No, a stay-at-home mom never leaves. There is nowhere to go. There isn't a job that refer to with your spouse with that special important voice " Honey, i need you to do ..... because i need to work". There isn't the stress of a project that makes you feel like you in community with all the other working employees in the world so you can exchange tired glances when you walk across the parking lot to your car.
Mothers never look bad in front of each other. They put make up on for play-dates. They actually dress up when they take their kids out. i think the biggest thing i missed when i stayed home is the community of mothers who were honest enough to really talk about how bad things were somedays. People at work did. We whined together. It made the day go by.
But with moms, it was almost like we were hanging onto such a precarious strand of sanity that if we admitted to another person how hard it was that it would be the last straw on the camel's back to make us snap.
i remember pulling by the side of the road in tears, chiding myself for not being able to "do this". i was intelligent, well-read, well-degreed, relatively competent, apparently well-resumed, why in the heck can't i "do this? " It took a kind soul, a former co-worker at Oracle to take me into her house, give me a cup of tea and gently suggest the unspeakable idea of getting help. Getting as much help as i needed to get through this. This woman whom i had pitted myself against in my "younger days" in bureaucratic office politics was offering me permission for help. i still thank her everyday for it.

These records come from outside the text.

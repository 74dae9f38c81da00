// SPDX-License-Identifier: BUSL-1.1
// Copyright (c) 2026 Alfred Jean LLC

//! Metrics store contract and the in-memory implementation.
//!
//! The persistent store is an external collaborator; the trait here is its
//! interface contract. The in-memory implementation backs tests, the status
//! snapshot, and installations without a database.

use std::collections::VecDeque;
use std::sync::atomic::{AtomicU64, Ordering};

use parking_lot::Mutex;
use serde::{Deserialize, Serialize};

use crate::types::{BoundingBox, FruitCategory};

/// Wall-clock milliseconds since the Unix epoch.
pub fn epoch_ms() -> u64 {
    std::time::SystemTime::now()
        .duration_since(std::time::UNIX_EPOCH)
        .unwrap_or_default()
        .as_millis() as u64
}

#[derive(Debug, Clone, Serialize, Deserialize)]
pub struct DetectionRecord {
    pub ts_ms: u64,
    pub category: FruitCategory,
    pub confidence: f64,
    pub processing_time_ms: f64,
    pub bbox: BoundingBox,
}

#[derive(Debug, Clone, Serialize, Deserialize)]
pub struct LabelingRecord {
    pub ts_ms: u64,
    pub labeler_id: usize,
    pub category: FruitCategory,
    pub duration_s: f64,
    pub success: bool,
    /// Group position at fire time.
    pub position: u8,
}

#[derive(Debug, Clone, Serialize, Deserialize)]
pub struct MetricRecord {
    pub ts_ms: u64,
    #[serde(rename = "type")]
    pub kind: String,
    pub payload: serde_json::Value,
}

#[derive(Debug, Clone, Serialize, Deserialize)]
pub struct AlertRecord {
    pub id: u64,
    pub ts_ms: u64,
    pub level: String,
    pub component: String,
    pub message: String,
    pub details: serde_json::Value,
    pub resolved: bool,
    pub resolution_ts_ms: Option<u64>,
    pub occurrence_count: u32,
}

/// Contract the persistent metrics store must honour. Storage format is
/// opaque to the core.
pub trait MetricsStore: Send + Sync {
    fn save_detection(&self, record: DetectionRecord);
    fn save_labeling(&self, record: LabelingRecord);
    fn save_metric(&self, record: MetricRecord);
    fn save_alert(&self, record: AlertRecord);
}

/// Bounded in-memory store.
pub struct MemoryMetricsStore {
    capacity: usize,
    detections: Mutex<VecDeque<DetectionRecord>>,
    labelings: Mutex<VecDeque<LabelingRecord>>,
    metrics: Mutex<VecDeque<MetricRecord>>,
    alerts: Mutex<VecDeque<AlertRecord>>,
    detection_counts: [AtomicU64; 3],
    labeling_count: AtomicU64,
}

impl MemoryMetricsStore {
    pub fn new(capacity: usize) -> Self {
        Self {
            capacity,
            detections: Mutex::new(VecDeque::new()),
            labelings: Mutex::new(VecDeque::new()),
            metrics: Mutex::new(VecDeque::new()),
            alerts: Mutex::new(VecDeque::new()),
            detection_counts: [AtomicU64::new(0), AtomicU64::new(0), AtomicU64::new(0)],
            labeling_count: AtomicU64::new(0),
        }
    }

    /// Detections saved per actuated category, in group order.
    pub fn detection_counts(&self) -> [u64; 3] {
        [
            self.detection_counts[0].load(Ordering::Relaxed),
            self.detection_counts[1].load(Ordering::Relaxed),
            self.detection_counts[2].load(Ordering::Relaxed),
        ]
    }

    pub fn labeling_count(&self) -> u64 {
        self.labeling_count.load(Ordering::Relaxed)
    }

    pub fn recent_detections(&self, n: usize) -> Vec<DetectionRecord> {
        let ring = self.detections.lock();
        ring.iter().rev().take(n).cloned().collect()
    }

    pub fn recent_metrics(&self, n: usize) -> Vec<MetricRecord> {
        let ring = self.metrics.lock();
        ring.iter().rev().take(n).cloned().collect()
    }

    pub fn recent_labelings(&self, n: usize) -> Vec<LabelingRecord> {
        let ring = self.labelings.lock();
        ring.iter().rev().take(n).cloned().collect()
    }

    fn push_bounded<T>(&self, ring: &Mutex<VecDeque<T>>, item: T) {
        let mut ring = ring.lock();
        if ring.len() >= self.capacity {
            ring.pop_front();
        }
        ring.push_back(item);
    }
}

impl Default for MemoryMetricsStore {
    fn default() -> Self {
        Self::new(1000)
    }
}

impl MetricsStore for MemoryMetricsStore {
    fn save_detection(&self, record: DetectionRecord) {
        if let Some(group) = record.category.group() {
            self.detection_counts[group as usize].fetch_add(1, Ordering::Relaxed);
        }
        self.push_bounded(&self.detections, record);
    }

    fn save_labeling(&self, record: LabelingRecord) {
        self.labeling_count.fetch_add(1, Ordering::Relaxed);
        self.push_bounded(&self.labelings, record);
    }

    fn save_metric(&self, record: MetricRecord) {
        self.push_bounded(&self.metrics, record);
    }

    fn save_alert(&self, record: AlertRecord) {
        self.push_bounded(&self.alerts, record);
    }
}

So why do i do it? Why don't i, as my husband nonchalantly suggests to me during bad days "just go back to work? " Because i've hated many of the jobs i've worked at and never quit. Because i have sold my time, sleep, energy and mental health for the highest bidder of fortune 500 companies. Because i had endured crazy out-of their mind bosses and still showed up for work day after day getting medals and awards for " maturity beyond my years ". Because the Singaporean in me has trained me to believe me that jobs are not for loving. They are for surviving. That's why you get paid as much as you do.
i'm home because finally for the first time i've got a job that matters. And if i had sold my soul, sleep and sanity for cold hard cash, how much more shouldn't i sell the same soul to 2 human beings who loved me before i'd even proven that to them that i was qualified to be mommy. Because i finally found a CEO who thinks i am irreplaceable, that won't lay me off and is irrefutably invested in my ideas; Because at the end of the day i am as or more exhausted as when i worked for Sun but never once then did i say "i'd wake up and do it this all over again! ".
Trust me, i've tried to go back. i even got full-time help ( which practically costs a house in the US ), i got the household ready, i had the kids sleeping through the night at 10 weeks so that i could have my energy up to put in those hours.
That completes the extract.